3:55–4:15 – 1060: Spatial Patterns and Environmental Drivers of Horizontal, Diel, and Seasonal Distribution of the Invasive Aooplankton Bythotrephes in a Minnesota Reservoir

Megan Corum, Donn Branstrator, University of Minnesota Duluth

Understanding the distribution of invasive zooplankton like Bythotrephes cederstroemii is essential for accurate population estimates. Island Lake Reservoir (Duluth, MN, USA) is a tannin-stained lake that supports a persistent population of Bythotrephes despite tannin-stained waters limiting visibility. In order to describe the horizontal, diel, and seasonal distributions of Bythotrephes, a nearshore to offshore transect was sampled at four depth sites (2 m, 8 m, 12 m, and 16 m). Samples were collected monthly during the day and again the same night from June to October. Bythotrephes density and biomass during the nighttime exceeded the daytime at all sites. The intermediate sites (8 m and 12 m) supported the most biomass across all months. Contrary to expectations, Bythotrephes density was highest at the 2 m site on several sampling dates. These results are interpreted alongside simultaneous measurements of prey abundance, temperature, and dissolved oxygen. These results begin to fill gaps surrounding the distribution of the Bythotrephes population on different scales.


4:15–4:35 – 1061: Boot, Root, & Boogie (Carp Booted, Plants Rooted, Staff Boogied)

Jeff Anderson, Shauna Capron, Elizabeth Froden, Prior Lake-Spring Lake Watershed District

Carp Removal as an Approach to Increase Submerged Aquatic Vegetation

The impaired waters of Spring and Upper Prior Lakes in the Prior Lake-Spring Lake Watershed District were identified in TMDL reports as having excess internal nutrient loading, with common carp activities as one of its main contributors. Since 2014, with support from MPCA , DNR, and BWSR grants, PLSLWD employed novel approaches to remove carp biomass from these lakes that have led to significant improvements in water quality. The District created an Integrated Pest Management Plan (IPM Plan) for Common Carp.
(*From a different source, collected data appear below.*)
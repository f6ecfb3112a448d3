//! Arithmetic on `[f32; 3]` colour triples.

/// Component-wise `a + b`.
#[inline]
pub(crate) fn add(a: [f32; 3], b: [f32; 3]) -> [f32; 3] {
    [a[0] + b[0], a[1] + b[1], a[2] + b[2]]
}

/// Component-wise `a - b`.
#[inline]
pub(crate) fn sub(a: [f32; 3], b: [f32; 3]) -> [f32; 3] {
    [a[0] - b[0], a[1] - b[1], a[2] - b[2]]
}

#[inline]
pub(crate) fn scale(a: [f32; 3], factor: f32) -> [f32; 3] {
    a.map(|c| c * factor)
}

/// Clamp every channel into `0.0..=255.0`.
#[inline]
pub(crate) fn clamp(a: [f32; 3]) -> [f32; 3] {
    a.map(|c| c.clamp(0.0, 255.0))
}
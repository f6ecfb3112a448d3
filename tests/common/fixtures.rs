//! Test fixtures: frames, palettes and configs.

use ctif::{CellGeometry, EncodeConfig, RawFrame, StoragePolicy};
use ctif_dither::{DitherMode, PaletteConfig, Rgb};

pub const RED: Rgb = Rgb::new(255, 0, 0);
pub const GREEN: Rgb = Rgb::new(0, 255, 0);
pub const BLUE: Rgb = Rgb::new(0, 0, 255);

/// Install a test subscriber once; honours `RUST_LOG`.
pub fn init_tracing() {
    let _ = tracing_subscriber::fmt()
        .with_env_filter(tracing_subscriber::EnvFilter::from_default_env())
        .with_test_writer()
        .try_init();
}

/// Frame filled with one colour.
pub fn solid_frame(width: usize, height: usize, color: Rgb) -> RawFrame {
    RawFrame::from_pixels(width, height, &vec![color; width * height])
}

/// Diagonal colour ramp; `phase` shifts it so consecutive frames differ.
pub fn gradient_frame(width: usize, height: usize, phase: usize) -> RawFrame {
    let pixels: Vec<Rgb> = (0..height)
        .flat_map(|y| {
            (0..width).map(move |x| {
                let t = ((x + y + phase) * 255 / (width + height).max(1)) as u8;
                Rgb::new(t, 255 - t, ((x * 37 + y * 11) % 256) as u8)
            })
        })
        .collect();
    RawFrame::from_pixels(width, height, &pixels)
}

/// Short clip of gradient frames with a still section in the middle.
pub fn clip(width: usize, height: usize) -> Vec<RawFrame> {
    vec![
        gradient_frame(width, height, 0),
        gradient_frame(width, height, 3),
        gradient_frame(width, height, 3),
        gradient_frame(width, height, 3),
        gradient_frame(width, height, 9),
    ]
}

/// Config with a custom palette and no dithering.
pub fn custom_config(colors: &[&str]) -> EncodeConfig {
    EncodeConfig {
        palette: PaletteConfig::Custom(colors.iter().map(|c| c.to_string()).collect()),
        dither: DitherMode::None,
        ..Default::default()
    }
}

pub fn dual_config(storage: StoragePolicy) -> EncodeConfig {
    EncodeConfig {
        cell: CellGeometry::Dual { width: 2, height: 4 },
        storage,
        ..Default::default()
    }
}
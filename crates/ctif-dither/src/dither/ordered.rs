//! Ordered (Bayer matrix) dithering.
//!
//! Every pixel is offset by a position-dependent threshold before
//! quantization. No state crosses pixel boundaries, so rows are processed
//! in parallel.

use serde::{Deserialize, Serialize};

use crate::color::channels;

include!(concat!(env!("OUT_DIR"), "/bayer.rs"));

/// Threshold matrix size.
#[derive(Debug, Clone, Copy, PartialEq, Eq, Default, Serialize, Deserialize)]
pub enum BayerMatrix {
    #[serde(rename = "2x2")]
    Bayer2,
    #[default]
    #[serde(rename = "4x4")]
    Bayer4,
    #[serde(rename = "8x8")]
    Bayer8,
}

impl BayerMatrix {
    /// Side length of the matrix.
    pub fn size(self) -> usize {
        match self {
            BayerMatrix::Bayer2 => 2,
            BayerMatrix::Bayer4 => 4,
            BayerMatrix::Bayer8 => 8,
        }
    }

    /// Threshold index at pixel `(x, y)`, in `0..size²`.
    #[inline]
    pub fn threshold(self, x: usize, y: usize) -> u8 {
        match self {
            BayerMatrix::Bayer2 => BAYER_2[y % 2][x % 2],
            BayerMatrix::Bayer4 => BAYER_4[y % 4][x % 4],
            BayerMatrix::Bayer8 => BAYER_8[y % 8][x % 8],
        }
    }

    /// Signed offset in `-0.5..0.5` for pixel `(x, y)`, centred on zero.
    #[inline]
    pub fn offset(self, x: usize, y: usize) -> f32 {
        let n = self.size();
        (self.threshold(x, y) as f32 + 0.5) / (n * n) as f32 - 0.5
    }
}

/// Apply the threshold offset at `(x, y)` to every channel.
///
/// `amplitude` is the palette spacing scaled by dither strength.
#[inline]
pub(crate) fn perturb(color: [f32; 3], matrix: BayerMatrix, x: usize, y: usize, amplitude: f32) -> [f32; 3] {
    let offset = matrix.offset(x, y) * amplitude;
    channels::clamp(color.map(|c| c + offset))
}

#[cfg(test)]
mod tests {
    use super::*;

    fn values(matrix: BayerMatrix) -> Vec<u8> {
        let n = matrix.size();
        let mut v: Vec<u8> = (0..n)
            .flat_map(|y| (0..n).map(move |x| matrix.threshold(x, y)))
            .collect();
        v.sort_unstable();
        v
    }

    #[test]
    fn test_matrices_are_permutations() {
        for matrix in [BayerMatrix::Bayer2, BayerMatrix::Bayer4, BayerMatrix::Bayer8] {
            let n = matrix.size();
            let expected: Vec<u8> = (0..(n * n) as u8).collect();
            assert_eq!(values(matrix), expected, "{matrix:?}");
        }
    }

    #[test]
    fn test_bayer2_layout() {
        assert_eq!(BAYER_2, [[0, 2], [3, 1]]);
    }

    #[test]
    fn test_offsets_average_to_zero() {
        for matrix in [BayerMatrix::Bayer2, BayerMatrix::Bayer4, BayerMatrix::Bayer8] {
            let n = matrix.size();
            let sum: f32 = (0..n)
                .flat_map(|y| (0..n).map(move |x| matrix.offset(x, y)))
                .sum();
            assert!(sum.abs() < 1e-4, "{matrix:?} offsets sum to {sum}");
        }
    }

    #[test]
    fn test_matrix_tiles() {
        let m = BayerMatrix::Bayer4;
        assert_eq!(m.threshold(1, 2), m.threshold(5, 6));
    }

    #[test]
    fn test_perturb_clamps() {
        let out = perturb([0.0, 128.0, 255.0], BayerMatrix::Bayer2, 0, 0, 255.0);
        // threshold 0 -> offset (0.5 / 4 - 0.5) * 255 = -95.625
        assert_eq!(out, [0.0, 32.375, 159.375]);
        let out = perturb([250.0; 3], BayerMatrix::Bayer2, 0, 1, 255.0);
        // threshold 3 -> offset (3.5 / 4 - 0.5) * 255 = 95.625
        assert_eq!(out, [255.0; 3]);
    }
}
The IPM Plan provides long-term guidance for data collection that informs decision making and implementation activities, along with guidance for monitoring of ecological changes within Spring and Upper Prior Lakes.
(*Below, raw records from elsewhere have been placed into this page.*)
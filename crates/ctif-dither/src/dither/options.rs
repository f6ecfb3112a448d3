//! Dithering options.

/// Configuration shared by all dither modes.
///
/// # Example
///
/// ```
/// use ctif_dither::DitherOptions;
///
/// let options = DitherOptions::new().serpentine(true).strength(0.5);
/// assert!(options.serpentine);
/// ```
#[derive(Debug, Clone, Copy, PartialEq)]
pub struct DitherOptions {
    /// Alternate scan direction per row for error diffusion, mirroring the
    /// kernel on odd rows.
    ///
    /// Default: `false`
    pub serpentine: bool,

    /// Scale applied to the dither amplitude: the diffused residual, or the
    /// ordered threshold offset. `0.0` disables dithering.
    ///
    /// Default: `1.0`
    pub strength: f32,
}

impl Default for DitherOptions {
    fn default() -> Self {
        Self {
            serpentine: false,
            strength: 1.0,
        }
    }
}

impl DitherOptions {
    #[inline]
    pub fn new() -> Self {
        Self::default()
    }

    #[inline]
    pub fn serpentine(mut self, enabled: bool) -> Self {
        self.serpentine = enabled;
        self
    }

    /// Set dither strength, clamped to `0.0..=1.0`. NaN maps to `0.0`.
    #[inline]
    pub fn strength(mut self, strength: f32) -> Self {
        self.strength = if strength.is_nan() {
            0.0
        } else {
            strength.clamp(0.0, 1.0)
        };
        self
    }
}
//! Container files produced by the pipeline: structure and corruption.

mod common;

use common::*;
use ctif::{ContainerReader, CtifError, FrameStorage, Pipeline, StoragePolicy};
use pretty_assertions::assert_eq;

fn encoded_clip() -> Vec<u8> {
    Pipeline::new(dual_config(StoragePolicy::Delta))
        .unwrap()
        .encode(clip(8, 8))
        .unwrap()
}

fn expect_corrupt(bytes: &[u8]) -> (usize, String) {
    match ContainerReader::parse(bytes) {
        Err(CtifError::CorruptContainer { offset, reason }) => (offset, reason),
        other => panic!("Expected CorruptContainer, got {other:?}"),
    }
}

#[test]
fn test_header_layout() {
    let bytes = encoded_clip();
    let container = assert_valid_container(&bytes);

    assert_eq!(bytes[4], 1, "version");
    assert_eq!(&bytes[5..9], &[8, 0, 8, 0], "little-endian width and height");
    assert_eq!(&bytes[9..12], &[2, 4, 1], "cell width, height and mode");
    assert_eq!(&bytes[12..14], &[16, 0], "palette size");

    let count_offset = 14 + 16 * 3;
    let count = u32::from_le_bytes(bytes[count_offset..count_offset + 4].try_into().unwrap());
    assert_eq!(count as usize, container.frame_count());
    assert_eq!(count, 5);
}

#[test]
fn test_still_frames_stored_as_deltas() {
    let container = assert_valid_container(&encoded_clip());
    let storages: Vec<FrameStorage> = container.frames.iter().map(|f| f.storage).collect();

    assert!(!storages[0].is_delta(), "first frame cannot be a delta");
    assert_eq!(storages[2], FrameStorage::DeltaRle);
    assert_eq!(storages[3], FrameStorage::DeltaRle);
    assert_eq!(container.frames[2].cells, container.frames[1].cells);
    assert_eq!(container.frames[3].cells, container.frames[1].cells);
}

#[test]
fn test_full_storage_never_uses_deltas() {
    let bytes = Pipeline::new(dual_config(StoragePolicy::Full))
        .unwrap()
        .encode(clip(8, 8))
        .unwrap();
    let container = assert_valid_container(&bytes);
    assert!(container
        .frames
        .iter()
        .all(|f| f.storage == FrameStorage::Raw));
}

#[test]
fn test_every_truncation_is_rejected() {
    let bytes = encoded_clip();
    for len in 0..bytes.len() {
        let (offset, _) = expect_corrupt(&bytes[..len]);
        assert!(offset <= len, "offset {offset} past end of {len}-byte input");
    }
}

#[test]
fn test_trailing_garbage_is_rejected() {
    let mut bytes = encoded_clip();
    let end = bytes.len();
    bytes.push(0);
    let (offset, _) = expect_corrupt(&bytes);
    assert_eq!(offset, end);
}

#[test]
fn test_frame_count_must_match_records() {
    let bytes = encoded_clip();
    let count_offset = 14 + 16 * 3;

    let mut more = bytes.clone();
    more[count_offset] = 6;
    expect_corrupt(&more);

    let mut fewer = bytes;
    fewer[count_offset] = 4;
    expect_corrupt(&fewer);
}

#[test]
fn test_error_message_names_offset() {
    let mut bytes = encoded_clip();
    bytes[0] = b'G';
    let err = ContainerReader::parse(&bytes).unwrap_err();
    assert_eq!(err.to_string(), "Corrupt container at byte 0: bad magic");
}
The overarching goal of the IPM Plan is to improve water quality by reducing total phosphorus (TP) and chlorophyll-a (Chl-A) concentrations and increasing Secchi depth to meet site specific standards. Between the years of 2019 and 2021, carp biomass was reduced in Spring Lake by 19,154 pounds, and internal TP loads were reduced by 198 pounds/year. In Upper Prior Lake, 39,367 pounds of carp were removed and internal TP loads were reduced by 499 pounds/year. Given the reduction in carp biomass and improved water quality, the District anticipated, and experienced, an increase in submerged aquatic vegetation. Point intercept surveys and vegetation density mapping have shown increases for nine new species in Spring Lake. Submerged aquatic vegetation percent area coverage increased from 18 percent to 60 percent in Spring Lake and from 11 percent to 52 percent in Upper Prior Lake.
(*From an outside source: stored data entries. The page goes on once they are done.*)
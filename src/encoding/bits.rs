//! MSB-first bit packing.

/// Appends fixed-width values, most significant bit first.
#[derive(Debug, Default)]
pub struct BitWriter {
    bytes: Vec<u8>,
    bit_len: usize,
}

impl BitWriter {
    pub fn with_capacity(bits: usize) -> Self {
        Self {
            bytes: Vec::with_capacity(bits.div_ceil(8)),
            bit_len: 0,
        }
    }

    /// Write the low `bits` bits of `value`. `bits` must be at most 32.
    pub fn write(&mut self, value: u32, bits: u32) {
        debug_assert!(bits <= 32);
        for shift in (0..bits).rev() {
            if self.bit_len % 8 == 0 {
                self.bytes.push(0);
            }
            let bit = ((value >> shift) & 1) as u8;
            if let Some(last) = self.bytes.last_mut() {
                *last |= bit << (7 - self.bit_len % 8);
            }
            self.bit_len += 1;
        }
    }

    /// Packed bytes; the final byte is zero padded.
    pub fn finish(self) -> Vec<u8> {
        self.bytes
    }
}

/// Reads fixed-width values written by [`BitWriter`].
#[derive(Debug)]
pub struct BitReader<'a> {
    bytes: &'a [u8],
    pos: usize,
}

impl<'a> BitReader<'a> {
    pub fn new(bytes: &'a [u8]) -> Self {
        Self { bytes, pos: 0 }
    }

    /// Read `bits` bits, or `None` when the input runs out.
    pub fn read(&mut self, bits: u32) -> Option<u32> {
        let mut value = 0u32;
        for _ in 0..bits {
            let byte = *self.bytes.get(self.pos / 8)?;
            let bit = (byte >> (7 - self.pos % 8)) & 1;
            value = (value << 1) | bit as u32;
            self.pos += 1;
        }
        Some(value)
    }

    /// Current position in bits.
    pub fn position(&self) -> usize {
        self.pos
    }
}
//! Nearest-colour search.
//!
//! Quantization maps a continuous colour onto one palette index. Two
//! metrics are available: plain RGB distance, and a perceptual distance in
//! YIQ space that weights brightness differences above hue differences.
//! Both are squared distances; only the ordering matters.

use serde::{Deserialize, Serialize};

use crate::palette::Palette;

/// Colour distance used for palette matching.
#[derive(Debug, Clone, Copy, PartialEq, Eq, Default, Serialize, Deserialize)]
#[serde(rename_all = "lowercase")]
pub enum DistanceMetric {
    /// Squared distance in RGB.
    #[default]
    Euclidean,
    /// Squared distance in YIQ, computed on the RGB difference vector.
    Perceptual,
}

impl DistanceMetric {
    /// Squared distance between two colours in the 0..=255 scale.
    #[inline]
    pub fn distance(self, a: [f32; 3], b: [f32; 3]) -> f32 {
        let dr = a[0] - b[0];
        let dg = a[1] - b[1];
        let db = a[2] - b[2];
        match self {
            DistanceMetric::Euclidean => dr * dr + dg * dg + db * db,
            DistanceMetric::Perceptual => {
                let y = 0.299 * dr + 0.587 * dg + 0.114 * db;
                let i = 0.596 * dr - 0.274 * dg - 0.322 * db;
                let q = 0.211 * dr - 0.523 * dg + 0.312 * db;
                y * y + i * i + q * q
            }
        }
    }
}

/// Index of the palette entry nearest to `pixel`.
///
/// Equidistant entries resolve to the lowest index.
#[inline]
pub fn nearest(pixel: [f32; 3], palette: &Palette, metric: DistanceMetric) -> u8 {
    let idx = nearest_index(pixel, (0..palette.len()).map(|i| palette.channels(i)), metric);
    // Palettes hold at most 256 entries.
    idx as u8
}

/// Position of the candidate nearest to `pixel`; 0 when `candidates` is empty.
pub(crate) fn nearest_index<I>(pixel: [f32; 3], candidates: I, metric: DistanceMetric) -> usize
where
    I: IntoIterator<Item = [f32; 3]>,
{
    let mut best_idx = 0;
    let mut best_dist = f32::INFINITY;
    for (i, candidate) in candidates.into_iter().enumerate() {
        let dist = metric.distance(pixel, candidate);
        if dist < best_dist {
            best_dist = dist;
            best_idx = i;
        }
    }
    best_idx
}

#[cfg(test)]
mod tests {
    use super::*;
    use crate::color::Rgb;
    use proptest::prelude::*;

    fn rgb_palette(colors: &[Rgb]) -> Palette {
        Palette::new(colors).unwrap()
    }

    #[test]
    fn test_exact_color_matches() {
        let palette = rgb_palette(&[Rgb::BLACK, Rgb::WHITE, Rgb::new(255, 0, 0)]);
        for metric in [DistanceMetric::Euclidean, DistanceMetric::Perceptual] {
            assert_eq!(nearest([255.0, 0.0, 0.0], &palette, metric), 2);
            assert_eq!(nearest([0.0, 0.0, 0.0], &palette, metric), 0);
        }
    }

    #[test]
    fn test_tie_prefers_lower_index() {
        // 100 is exactly between 50 and 150
        let palette = rgb_palette(&[Rgb::new(150, 150, 150), Rgb::new(50, 50, 50)]);
        assert_eq!(nearest([100.0; 3], &palette, DistanceMetric::Euclidean), 0);

        let palette = rgb_palette(&[Rgb::new(50, 50, 50), Rgb::new(150, 150, 150)]);
        assert_eq!(nearest([100.0; 3], &palette, DistanceMetric::Euclidean), 0);
    }

    #[test]
    fn test_duplicate_entries_resolve_low() {
        let palette = rgb_palette(&[Rgb::WHITE, Rgb::BLACK, Rgb::BLACK]);
        assert_eq!(nearest([3.0; 3], &palette, DistanceMetric::Euclidean), 1);
    }

    #[test]
    fn test_perceptual_weights_luma() {
        // Equal RGB distance, but a pure green shift changes luma far more
        // than a pure blue shift.
        let palette = rgb_palette(&[Rgb::new(100, 160, 100), Rgb::new(100, 100, 160)]);
        let pixel = [100.0, 100.0, 100.0];
        assert_eq!(nearest(pixel, &palette, DistanceMetric::Perceptual), 1);
        assert_eq!(nearest(pixel, &palette, DistanceMetric::Euclidean), 0);
    }

    #[test]
    fn test_distance_is_squared() {
        let d = DistanceMetric::Euclidean.distance([0.0; 3], [3.0, 4.0, 0.0]);
        assert_eq!(d, 25.0);
        assert_eq!(DistanceMetric::Perceptual.distance([7.0; 3], [7.0; 3]), 0.0);
    }

    #[test]
    fn test_empty_candidates() {
        assert_eq!(nearest_index([1.0; 3], Vec::new(), DistanceMetric::Euclidean), 0);
    }

    fn arb_palette() -> impl Strategy<Value = Vec<Rgb>> {
        prop::collection::vec(any::<[u8; 3]>().prop_map(Rgb::from_bytes), 1..=32)
    }

    proptest! {
        #[test]
        fn prop_palette_colors_are_fixed_points(
            colors in arb_palette(),
            pick in any::<prop::sample::Index>(),
            perceptual in any::<bool>(),
        ) {
            let metric = if perceptual { DistanceMetric::Perceptual } else { DistanceMetric::Euclidean };
            let palette = rgb_palette(&colors);
            let k = pick.index(colors.len());
            let found = nearest(colors[k].to_f32(), &palette, metric) as usize;
            prop_assert_eq!(colors[found], colors[k]);
            prop_assert!(found <= k);
        }

        #[test]
        fn prop_nearest_in_range_and_deterministic(
            colors in arb_palette(),
            pixel in any::<[u8; 3]>(),
        ) {
            let palette = rgb_palette(&colors);
            let p = Rgb::from_bytes(pixel).to_f32();
            let a = nearest(p, &palette, DistanceMetric::Euclidean);
            let b = nearest(p, &palette, DistanceMetric::Euclidean);
            prop_assert_eq!(a, b);
            prop_assert!((a as usize) < palette.len());
        }
    }
}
This presentation will share pre-implementation conditions, carp reduction methodologies, and post-implementation water quality and aquatic vegetation findings.


4:35–4:45 – TBD

Moderator: Jeffrey Peterson
Co-moderator: Will Bartsch

Growing Prospects for Winter Annual Crops in the Upper Midwest

Axel Garcia y Garcia, Grace Wilson, Natalie Hunt, Jeffrey Strock, Amit Pradhananga, William Lazarus, Colin Cureton, University of Minnesota; Brent Dalzell, Lucia Levers, USDA-Agricultural Research Service; Margaret Wagner, Jeffrey Berg, Minnesota Department of Agriculture; Anne Schwagerl, Minnesota Farmers Union

This session will discuss the latest on the prospects for placing winter annual crops on the Minnesota landscape. Speakers will share recent research on the agronomics and environmental impacts of winter crops, new data on the economic and social barriers to their adoption, and emerging developments in markets for winter oilseeds. A panel of industry, government, and scientific leaders will discuss the prospects for accelerated change in the coming years.